*Task goal*.
Until the line containing "#[derive(Clone, Debug, PartialEq, Serialize, Deserialize)]" has been reproduced, keep reproducing each line of the material below exactly, starting with the first.

Extracted material Start Marker

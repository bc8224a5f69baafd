//! The cache layer in front of a [`CacheBackend`].
//!
//! [`CacheLayer`] adds typed access (JSON, gzip above a threshold), metrics,
//! and a circuit breaker. It never fails a caller: backend errors degrade to
//! "not found" on reads and to no-ops on writes. A backend call that outlives
//! the call timeout is abandoned and counts as a failure.

use std::future::Future;
use std::sync::Arc;
use std::sync::atomic::{AtomicU64, Ordering};
use std::time::Duration;

use serde::de::DeserializeOwned;
use serde::{Deserialize, Serialize};
use weft_core::EngineConfig;

use crate::backend::{CacheBackend, CacheEntry};
use crate::breaker::{BreakerState, CircuitBreaker};
use crate::codec;

/// Default payload size above which entries are compressed.
pub const DEFAULT_COMPRESSION_THRESHOLD: usize = 1024;

/// Point-in-time cache counters.
#[derive(Clone, Debug, PartialEq, Serialize, Deserialize)]
pub struct CacheMetrics {
    /// Reads that returned a value.
    pub hits: u64,
    /// Reads that found nothing (including undecodable payloads).
    pub misses: u64,
    /// Successful writes.
    pub writes: u64,
    /// Successful writes whose payload was compressed.
    pub compressed_writes: u64,
    /// Backend and codec errors.
    pub errors: u64,
    /// Calls skipped because the breaker was open.
    pub bypassed: u64,
    /// Breaker state at snapshot time.
    pub breaker_state: BreakerState,
}

impl CacheMetrics {
    /// Fraction of answered reads that were hits.
    pub fn hit_rate(&self) -> f64 {
        let reads = self.hits + self.misses;
        if reads == 0 {
            0.0
        } else {
            self.hits as f64 / reads as f64
        }
    }
}

#[derive(Debug, Default)]
struct Counters {
    hits: AtomicU64,
    misses: AtomicU64,
    writes: AtomicU64,
    compressed_writes: AtomicU64,
    errors: AtomicU64,
    bypassed: AtomicU64,
}

impl Counters {
    fn bump(counter: &AtomicU64) {
        counter.fetch_add(1, Ordering::Relaxed);
    }
}

/// Typed, failure-isolated cache.
pub struct CacheLayer {
    backend: Arc<dyn CacheBackend>,
    breaker: CircuitBreaker,
    compression_threshold: usize,
    call_timeout: Duration,
    counters: Counters,
}

impl CacheLayer {
    /// Creates a layer with default breaker and compression settings.
    pub fn new(backend: Arc<dyn CacheBackend>) -> Self {
        let defaults = EngineConfig::default();
        Self::from_config(backend, &defaults)
    }

    /// Creates a layer configured from `config`.
    pub fn from_config(backend: Arc<dyn CacheBackend>, config: &EngineConfig) -> Self {
        Self {
            backend,
            breaker: CircuitBreaker::new(
                config.circuit_breaker_threshold,
                config.circuit_breaker_cooldown(),
            ),
            compression_threshold: config.compression_threshold_bytes,
            call_timeout: config.cache_timeout(),
            counters: Counters::default(),
        }
    }

    /// Replaces the circuit breaker.
    pub fn with_breaker(mut self, threshold: u32, cooldown: Duration) -> Self {
        self.breaker = CircuitBreaker::new(threshold, cooldown);
        self
    }

    /// Sets the compression threshold in bytes.
    pub fn with_compression_threshold(mut self, threshold: usize) -> Self {
        self.compression_threshold = threshold;
        self
    }

    /// Sets how long one backend call may take.
    pub fn with_call_timeout(mut self, timeout: Duration) -> Self {
        self.call_timeout = timeout;
        self
    }

    /// Name of the backend.
    pub fn backend_name(&self) -> &str {
        self.backend.name()
    }

    /// Current breaker state.
    pub fn breaker_state(&self) -> BreakerState {
        self.breaker.state()
    }

    /// Looks up `key` in `namespace`.
    ///
    /// Returns `None` when absent or expired, when the payload cannot be
    /// decoded, when the backend fails or stalls, and while the breaker is open.
    pub async fn get<T: DeserializeOwned>(&self, key: &str, namespace: &str) -> Option<T> {
        if !self.breaker.try_acquire() {
            Counters::bump(&self.counters.bypassed);
            return None;
        }

        let Some(payload) = self.call("read", self.backend.get(namespace, key)).await? else {
            Counters::bump(&self.counters.misses);
            return None;
        };

        match codec::decode(&payload) {
            Ok(value) => {
                Counters::bump(&self.counters.hits);
                Some(value)
            }
            Err(e) => {
                Counters::bump(&self.counters.errors);
                Counters::bump(&self.counters.misses);
                log::warn!("Discarding undecodable cache entry {namespace}:{key}: {e}");
                None
            }
        }
    }

    /// Stores `value` under `key` in `namespace` for `ttl`.
    ///
    /// A zero TTL stores nothing. Failures are logged and counted, never
    /// returned.
    pub async fn set<T: Serialize + ?Sized>(
        &self,
        key: &str,
        value: &T,
        namespace: &str,
        ttl: Duration,
    ) {
        if ttl.is_zero() {
            return;
        }

        let encoded = match codec::encode(value, self.compression_threshold) {
            Ok(encoded) => encoded,
            Err(e) => {
                Counters::bump(&self.counters.errors);
                log::warn!("Could not encode cache entry {namespace}:{key}: {e}");
                return;
            }
        };

        if !self.breaker.try_acquire() {
            Counters::bump(&self.counters.bypassed);
            return;
        }

        let entry = CacheEntry::new(key, namespace, encoded.bytes, ttl);
        if self.call("write", self.backend.set(entry)).await.is_some() {
            Counters::bump(&self.counters.writes);
            if encoded.compressed {
                Counters::bump(&self.counters.compressed_writes);
            }
        }
    }

    /// Removes `key` from `namespace`. Failures are logged, never returned.
    pub async fn invalidate(&self, key: &str, namespace: &str) {
        if !self.breaker.try_acquire() {
            Counters::bump(&self.counters.bypassed);
            return;
        }
        self.call("delete", self.backend.delete(namespace, key)).await;
    }

    /// Runs one admitted backend call under the call timeout and reports the
    /// result to the breaker.
    async fn call<T, F>(&self, op: &str, fut: F) -> Option<T>
    where
        F: Future<Output = weft_core::Result<T>>,
    {
        let error = match tokio::time::timeout(self.call_timeout, fut).await {
            Ok(Ok(value)) => {
                self.breaker.record_success();
                return Some(value);
            }
            Ok(Err(e)) => e.to_string(),
            Err(_) => format!("no answer within {}ms", self.call_timeout.as_millis()),
        };
        self.breaker.record_failure();
        Counters::bump(&self.counters.errors);
        log::warn!("Cache {op} failed on '{}': {error}", self.backend.name());
        None
    }

    /// Snapshot of the cache counters.
    pub fn stats(&self) -> CacheMetrics {
        let load = |c: &AtomicU64| c.load(Ordering::Relaxed);
        CacheMetrics {
            hits: load(&self.counters.hits),
            misses: load(&self.counters.misses),
            writes: load(&self.counters.writes),
            compressed_writes: load(&self.counters.compressed_writes),
            errors: load(&self.counters.errors),
            bypassed: load(&self.counters.bypassed),
            breaker_state: self.breaker.state(),
        }
    }
}

impl std::fmt::Debug for CacheLayer {
    fn fmt(&self, f: &mut std::fmt::Formatter<'_>) -> std::fmt::Result {
        f.debug_struct("CacheLayer")
            .field("backend", &self.backend.name())
            .field("breaker", &self.breaker.state())
            .field("compression_threshold", &self.compression_threshold)
            .field("call_timeout", &self.call_timeout)
            .finish()
    }
}

// ============================================================================
// Tests
// ============================================================================
//! Result and analysis caching for the Weft query engine.
//!
//! - [`CacheLayer`]: typed get/set with compression, metrics, and a circuit
//!   breaker; never fails its caller
//! - [`CacheBackend`]: the storage seam, with [`InMemoryCacheBackend`]
//!   bundled and `RedisCacheBackend` behind the `redis` feature
//! - [`CircuitBreaker`]: explicit Closed / Open / HalfOpen state machine
//!
//! # Example
//!
//! ```rust
//! use std::sync::Arc;
//! use std::time::Duration;
//! use weft_cache::{CacheLayer, InMemoryCacheBackend};
//!
//! # tokio_test::block_on(async {
//! let cache = CacheLayer::new(Arc::new(InMemoryCacheBackend::new()));
//! cache.set("fastapi auth", &vec!["c1", "c2"], "results", Duration::from_secs(60)).await;
//! let hit: Option<Vec<String>> = cache.get("fastapi auth", "results").await;
//! assert_eq!(hit, Some(vec!["c1".to_string(), "c2".to_string()]));
//! # });
//! ```

pub mod backend;
pub mod breaker;
pub mod codec;
pub mod layer;

#[cfg(feature = "redis")]
pub mod redis;

pub use backend::{CacheBackend, CacheEntry, InMemoryCacheBackend};
pub use breaker::{BreakerState, CircuitBreaker};
pub use layer::{CacheLayer, CacheMetrics};

#[cfg(feature = "redis")]
pub use crate::redis::RedisCacheBackend;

Extracted material End Marker

*Answer below*.
repository bc8224a5f69baafd
//! The cache layer in front of a [`CacheBackend`].
//!
//! [`CacheLayer`] adds typed access (JSON, gzip above a threshold), metrics,
//! and a circuit breaker. It never fails a caller: backend errors degrade to
//! "not found" on reads and to no-ops on writes. A backend call that outlives
//! the call timeout is abandoned and counts as a failure.

use std::future::Future;
use std::sync::Arc;
use std::sync::atomic::{AtomicU64, Ordering};
use std::time::Duration;

use serde::de::DeserializeOwned;
use serde::{Deserialize, Serialize};
use weft_core::EngineConfig;

use crate::backend::{CacheBackend, CacheEntry};
use crate::breaker::{BreakerState, CircuitBreaker};
use crate::codec;

/// Default payload size above which entries are compressed.
pub const DEFAULT_COMPRESSION_THRESHOLD: usize = 1024;

/// Point-in-time cache counters.
#[derive(Clone, Debug, PartialEq, Serialize, Deserialize)]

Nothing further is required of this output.